Store traffic in China is creeping back up after falling as much as 80% at the virus outbreak’s peak there earlier this winter, hammering sales of brands ranging from Burberry Group Plc to Kering SA’s Gucci. The recovery could accelerate in the coming weeks, fueled by so-called “revenge spending” sprees.
Amrita Banta, managing director at Agility Research, used the term - previously coined to describe pent-up Chinese consumer demand that was unleashed in the 1980s after the chaos and poverty of the Cultural Revolution - to describe buying by luxury clients whose pockets are flush with cash after weeks of canceled plans. “China seems to have turned the corner and bigger cities are showing cautious optimism,” she said. “We see a slow but definite bounce back.”
Chinese shoppers made up more than one-third of the luxury industry’s sales and about two-thirds of its growth in recent years.
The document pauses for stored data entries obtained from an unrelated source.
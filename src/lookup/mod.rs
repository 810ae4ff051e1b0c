//! 門牌查詢（外部コラボレータ）
//!
//! 查詢サイトの操作はヘッドレスブラウザを動かす外部コマンドに任せ、
//! ここでは「住所を渡して結果文字列を受け取る」だけを扱う。

mod command;

pub use address_common::LookupOutcome;
pub use command::{parse_response, CommandLookup, LOOKUP_URL_ENV, NOT_FOUND_TEXT};

use crate::error::Result;

/// 住所查詢のインターフェース
///
/// 該当なしは `Ok(LookupOutcome::NotFound)`、通信・画面構造の異常は `Err`。
#[allow(async_fn_in_trait)]
pub trait AddressLookup {
    async fn lookup(&mut self, query: &str) -> Result<LookupOutcome>;
}
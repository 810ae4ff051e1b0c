//! 対話式の1件查詢
//!
//! 住所を1件ずつ入力して查詢結果を表示する。空入力または `q` で終了。

use crate::error::{AddressFinderError, Result};
use crate::lookup::AddressLookup;
use crate::runner::{format_progress_line, process_address, RunOptions};
use address_common::ExceptionRules;
use dialoguer::Input;

/// 入力が終了指示か
pub fn is_quit(input: &str) -> bool {
    let input = input.trim();
    input.is_empty() || input.eq_ignore_ascii_case("q")
}

pub async fn run_interactive<L: AddressLookup>(
    lookup: &mut L,
    rules: &ExceptionRules,
    options: &RunOptions,
) -> Result<usize> {
    println!("===============今天想去哪阿?===============");
    println!("操作: 住所を入力して[Enter] / 空入力または[q]で終了\n");

    let mut count = 0;
    loop {
        let input = Input::<String>::new()
            .with_prompt("給我地址")
            .allow_empty(true)
            .interact_text()
            .map_err(|e| AddressFinderError::Prompt(e.to_string()))?;

        if is_quit(&input) {
            break;
        }

        count += 1;
        let log = |line: &str| println!("{}", line);
        let record = process_address(lookup, Some(input.as_str()), rules, options, &log).await;
        let line = format_progress_line(count, Some(input.trim()), &record, options.pad_width);
        println!("{}", line);
        if !record.short_address.is_empty() {
            println!("      不含鄰: {}", record.short_address);
        }
        println!();
    }

    println!("✔ {}件查詢しました", count);
    Ok(count)
}

#[cfg(test)]
mod tests {
    use super::*;

    #[test]
    fn test_is_quit() {
        assert!(is_quit(""));
        assert!(is_quit("  "));
        assert!(is_quit("q"));
        assert!(is_quit("Q"));
        assert!(!is_quit("中壢區中正路76號"));
    }
}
When Beijing imposed lockdowns in late January to stem the spread of the coronavirus, sales ground to a halt just as the key Lunar New Year vacation period was getting started.What had previously seemed like a disastrous first quarter for the industry is poised to turn into a poor first half, as luxury hubs like Italy ramp up their own quarantine measures and the virus spreads in major markets like the United States.
Even as the virus spreads globally, there are signs that China’s own outbreak is coming under control. The country reported only two dozen new cases of the disease on Wednesday, down from hundreds or thousands per day a few weeks ago.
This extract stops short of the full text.